Has anyone tried providing a service to improve people's blog posts (e.g., in terms of grammar, style, tone, fact checking, etc.)? - amichail

======
zaidf
I am not sure if there are enough people that care/realize the importance of
this. I personally do.

Fortunately for me I had great English teachers in high school that designed
their classes around effective communication rather than fancy writing. I
still drop them an email every now and then to get their advice on how I could
communicate a given idea more effectively.

Other than that I love Orwell's paper on
English(<http://www.mtholyoke.edu/acad/intrel/orwell46.htm)> He makes great
points that every blogger can learn from.

-Zaid 

------
tinkertim
A service that crawls a given URL and reports spelling or grammar mistakes
would be relatively easy. The 'lynx' and 'spell' utilities inherent in most
Linux distributions would suffice for the basics.

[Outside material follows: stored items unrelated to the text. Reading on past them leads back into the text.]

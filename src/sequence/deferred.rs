//! Deferred, re-runnable traversals.
//!
//! A [`Deferred`] holds a traversal that has been described but not run.
//! Building one never touches the source sequence or calls user functions;
//! every [`Deferred::run`] performs a fresh pass, and nothing is memoized
//! between passes.

use std::fmt;

/// A traversal that runs only when asked to, once per [`run`](Self::run).
///
/// # Examples
///
/// ```rust
/// use std::cell::Cell;
/// use wrapt::sequence::Deferred;
///
/// let calls = Cell::new(0);
/// let deferred = Deferred::new(|| {
///     calls.set(calls.get() + 1);
///     calls.get()
/// });
/// assert_eq!(calls.get(), 0);
///
/// assert_eq!(deferred.run(), 1);
/// assert_eq!(deferred.run(), 2);
/// ```
#[must_use = "a deferred traversal does nothing until it is run"]
pub struct Deferred<F> {
    producer: F,
}

impl<F> Deferred<F> {
    /// Wraps `producer` without calling it.
    #[inline]
    pub const fn new(producer: F) -> Self {
        Self { producer }
    }

    /// Runs the traversal from the start and returns its result.
    #[inline]
    pub fn run<R>(&self) -> R
    where
        F: Fn() -> R,
    {
        (self.producer)()
    }

    /// Consumes the deferred traversal and runs it once.
    #[inline]
    pub fn into_run<R>(self) -> R
    where
        F: FnOnce() -> R,
    {
        (self.producer)()
    }
}

impl<F> fmt::Debug for Deferred<F> {
    fn fmt(&self, formatter: &mut fmt::Formatter<'_>) -> fmt::Result {
        formatter.debug_struct("Deferred").finish_non_exhaustive()
    }
}

#[cfg(test)]
mod tests {
    use super::*;
    use rstest::rstest;
    use std::cell::Cell;

    #[rstest]
    fn new_does_not_call_producer() {
        let called = Cell::new(false);
        let _deferred = Deferred::new(|| called.set(true));
        assert!(!called.get());
    }

    #[rstest]
    fn into_run_calls_once() {
        let deferred = Deferred::new(|| vec![1, 2]);
        assert_eq!(deferred.into_run(), vec![1, 2]);
    }

    #[rstest]
    fn debug_hides_producer() {
        let deferred = Deferred::new(|| 0);
        assert_eq!(format!("{deferred:?}"), "Deferred { .. }");
    }
}
//! Higher-Kinded Type emulation through Generic Associated Types.
//!
//! Rust does not support Higher-Kinded Types, so a wrapper such as
//! `Maybe<_>` cannot be named without its argument. This module splits the
//! abstraction in two:
//!
//! - [`Kind`] is implemented by a zero-sized marker per wrapper kind
//!   (`MaybeKind`, `OutcomeKind<E>`, ...). Its GAT `Of<T>` names the
//!   wrapper applied to `T`, and its methods are the primitives every
//!   combinator in the crate is derived from.
//! - [`TypeConstructor`] is implemented by the wrapper values themselves and
//!   leads back to their marker, so generic code can start from a value and
//!   still reach the kind-level operations.
//!
//! # Example
//!
//! ```rust
//! use wrapt::control::Maybe;
//! use wrapt::typeclass::{Apply, Kind, TypeConstructor};
//!
//! fn double<W>(wrapped: W) -> Apply<W::Kind, i32>
//! where
//!     W: TypeConstructor<Inner = i32>,
//! {
//!     <W::Kind as Kind>::fmap(wrapped.into_kind(), |value| value * 2)
//! }
//!
//! assert_eq!(double(Maybe::of(21)), Maybe::of(42));
//! assert_eq!(double(Maybe::<i32>::none()), Maybe::none());
//! ```

/// The wrapper of kind `K` applied to `T`.
///
/// `Apply<MaybeKind, i32>` is `Maybe<i32>`.
pub type Apply<K, T> = <K as Kind>::Of<T>;

/// A wrapper kind: a two-state type constructor with a success side.
///
/// Implementors only provide [`pure`](Kind::pure) and
/// [`branch`](Kind::branch). Everything else (`flat_map`, `fmap`,
/// `flatten`, the arity combinators and the sequence layer) is derived from
/// these two, which keeps the derived operations consistent across kinds.
///
/// # Laws
///
/// ```text
/// branch(pure(a))                         == Ok(a)
/// branch(w) == Err(s)  implies  flat_map(w, f) == s   // f is not called
/// ```
///
/// From these the monad laws for `flat_map`/`pure` follow.
pub trait Kind: Sized {
    /// The wrapper of this kind applied to `T`.
    type Of<T>: TypeConstructor<Kind = Self, Inner = T>;

    /// Lifts a value into the success state.
    fn pure<T>(value: T) -> Self::Of<T>;

    /// Splits a wrapper into its success value, or its failure state
    /// re-typed to `Of<B>`.
    ///
    /// The failure payload is moved, never rebuilt, so the original error
    /// propagates unchanged.
    ///
    /// # Errors
    ///
    /// Returns the absent/failed state of `Of<B>` when `wrapped` is not
    /// successful.
    fn branch<A, B>(wrapped: Self::Of<A>) -> Result<A, Self::Of<B>>;

    /// Sequences a dependent computation.
    ///
    /// `function` is called exactly once when `wrapped` is successful and
    /// never otherwise.
    #[inline]
    fn flat_map<A, B, F>(wrapped: Self::Of<A>, function: F) -> Self::Of<B>
    where
        F: FnOnce(A) -> Self::Of<B>,
    {
        match Self::branch::<A, B>(wrapped) {
            Ok(value) => function(value),
            Err(stopped) => stopped,
        }
    }

    /// Maps the success value, defined as `flat_map(|x| pure(function(x)))`.
    #[inline]
    fn fmap<A, B, F>(wrapped: Self::Of<A>, function: F) -> Self::Of<B>
    where
        F: FnOnce(A) -> B,
    {
        Self::flat_map::<A, B, _>(wrapped, |value| Self::pure(function(value)))
    }

    /// Removes one layer of nesting. An outer failure wins over an inner one.
    #[inline]
    fn flatten<A>(nested: Self::Of<Self::Of<A>>) -> Self::Of<A> {
        Self::flat_map::<Self::Of<A>, A, _>(nested, |inner| inner)
    }

    /// Returns `true` when `wrapped` is in the success state.
    fn is_success<A>(wrapped: &Self::Of<A>) -> bool;
}

/// A wrapper value that knows its [`Kind`].
///
/// For every wrapper, `Self` and `<Self::Kind as Kind>::Of<Self::Inner>` are
/// the same type. The two conversion methods are identities that let generic
/// code cross between the value view and the kind view.
///
/// # Example
///
/// ```rust
/// use wrapt::control::Outcome;
/// use wrapt::typeclass::TypeConstructor;
///
/// fn assert_inner<T: TypeConstructor<Inner = i32>>() {}
/// assert_inner::<Outcome<i32, String>>();
/// ```
pub trait TypeConstructor: Sized {
    /// The success-side type this wrapper is applied to.
    type Inner;

    /// The marker for this wrapper's kind.
    type Kind: Kind;

    /// Views this value through its kind.
    fn into_kind(self) -> Apply<Self::Kind, Self::Inner>;

    /// Recovers the value view from the kind view.
    fn from_kind(wrapped: Apply<Self::Kind, Self::Inner>) -> Self;
}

I think the service would be better marketed as a last line of defense against
linguistic embarrasment. If the 'service' found a typo, punctuation (that
would be a little harder) or grammar error on a given URL it could simply
e-mail a designated contact, show the error in context and suggestions to
correct it.

This would be useful only in situations where ajax based "as you type"
correction (or more traditional regex post-posting) is not possible, or if a
site blindly imported harvested content from other sources without human
checking for such errors.

Given the ease of which this could be developed, I say .. go for it.

------
dfranke
Two reservations come to mind:

1\. How many people would want this? It seems like the number of people who
take their blogs seriously enough to be willing to pay for this is maybe a
thousand.

2\. I don't see how this can scale. Unless you're thinking of AI, or some sort
of peer-to-peer network, then you're selling a skilled-labor-intensive
service, not a product. You might be able to form a profitable small business,
but I wouldn't call it a startup.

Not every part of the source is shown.